III.2 - Accompagnements individuels
A l'adolescence, la relation avec les pairs se complexifie
pour la plupart des enfants suivis au PFS. Le phénomène
identitaire de l'adolescent par le double-attachement est d'autant plus
complexifié. Il se perd entre le lien affectif qu'il a pu créer
avec sa famille d'accueil, et le lien d'attachement qu'il a avec ses
parents.
Cette période est souvent propice à des
changements de famille d'accueil, à des placements en foyer
éducatif, au moment où l'enfant clame son désir de
retourner chez ses parents ou de faire ce qu'il veut.
Je constate un décalage entre leur âge
réel et la vie qu'ils mènent. Nous, professionnels, leur
demandons d'exposer leurs besoins, ce qui nécessite d'avoir une certaine
maturité. Contrairement aux autres adolescents de leur âge, ils
connaissent déjà les dispositifs de la protection de l'enfance et
discutent régulièrement avec des adultes.

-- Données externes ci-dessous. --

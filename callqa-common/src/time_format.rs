//! `m:ss` time formatting for transport labels and transcript timestamps
//!
//! The analysis backend writes transcript timestamps as `m:ss` (minutes
//! unpadded, seconds two-digit). Formatting and parsing here are exact
//! inverses of that shape so a seek position can be matched back to a
//! transcript entry by string equality.

/// Label shown when a time value is unknown or invalid
pub const ZERO_LABEL: &str = "0:00";

/// Format seconds as `m:ss`.
///
/// Fractional seconds are truncated. Negative, NaN and infinite inputs
/// format as `0:00`.
///
/// # Examples
///
/// ```
/// use callqa_common::time_format::format_mmss;
///
/// assert_eq!(format_mmss(125.0), "2:05");
/// assert_eq!(format_mmss(59.9), "0:59");
/// assert_eq!(format_mmss(3600.0), "60:00");
/// assert_eq!(format_mmss(-4.0), "0:00");
/// ```
pub fn format_mmss(seconds: f64) -> String {
    if !seconds.is_finite() || seconds < 0.0 {
        return ZERO_LABEL.to_string();
    }
    let total = seconds.trunc() as u64;
    format!("{}:{:02}", total / 60, total % 60)
}

/// Parse an `m:ss` string into whole seconds.
///
/// Only the exact two-part `minutes:seconds` shape is accepted: one or more
/// digits, a colon, then exactly two digits below 60. Anything else parses
/// to `0`.
///
/// # Examples
///
/// ```
/// use callqa_common::time_format::parse_mmss;
///
/// assert_eq!(parse_mmss("2:05"), 125);
/// assert_eq!(parse_mmss("00:07"), 7);
/// assert_eq!(parse_mmss("bad"), 0);
/// assert_eq!(parse_mmss("1:2:3"), 0);
/// ```
pub fn parse_mmss(text: &str) -> u32 {
    try_parse_mmss(text).unwrap_or(0)
}

/// Parse an `m:ss` string, returning `None` for any other shape
pub fn try_parse_mmss(text: &str) -> Option<u32> {
    let mut parts = text.trim().split(':');
    let minutes = parts.next()?;
    let seconds = parts.next()?;
    if parts.next().is_some() {
        return None;
    }
    let all_digits = |s: &str| !s.is_empty() && s.bytes().all(|b| b.is_ascii_digit());
    if !all_digits(minutes) || seconds.len() != 2 || !all_digits(seconds) {
        return None;
    }
    let minutes: u32 = minutes.parse().ok()?;
    let seconds: u32 = seconds.parse().ok()?;
    if seconds >= 60 {
        return None;
    }
    minutes.checked_mul(60)?.checked_add(seconds)
}

/// Format an elapsed/duration pair as a transport label (`0:12 / 3:40`)
///
/// An unknown duration renders as `0:00`.
pub fn format_progress(elapsed: f64, duration: Option<f64>) -> String {
    let duration = duration.map(format_mmss).unwrap_or_else(|| ZERO_LABEL.to_string());
    format!("{} / {}", format_mmss(elapsed), duration)
}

Les enfants que nous suivons ont déjà
vécu beaucoup de complications, et ont développé des
troubles importants de l'attachement, ou de comportement. De plus,
l'adolescence est souvent la période où toutes les souffrances du
passé ressurgissent :
- Qui suis-je ?
- Pourquoi je suis en famille d'accueil ?
- Pourquoi je n'habite pas avec mes parents ?
- Est-ce qu'ils m'aiment ?
- Que vais-je devenir à la majorité ?
Ils s'aperçoivent que leur vie est particulière
et comprennent les défaillances de leurs parents. A contrario, ils
veulent garder l'alliance avec leurs parents et pensent que le placement est
une décision prise par les travailleurs sociaux.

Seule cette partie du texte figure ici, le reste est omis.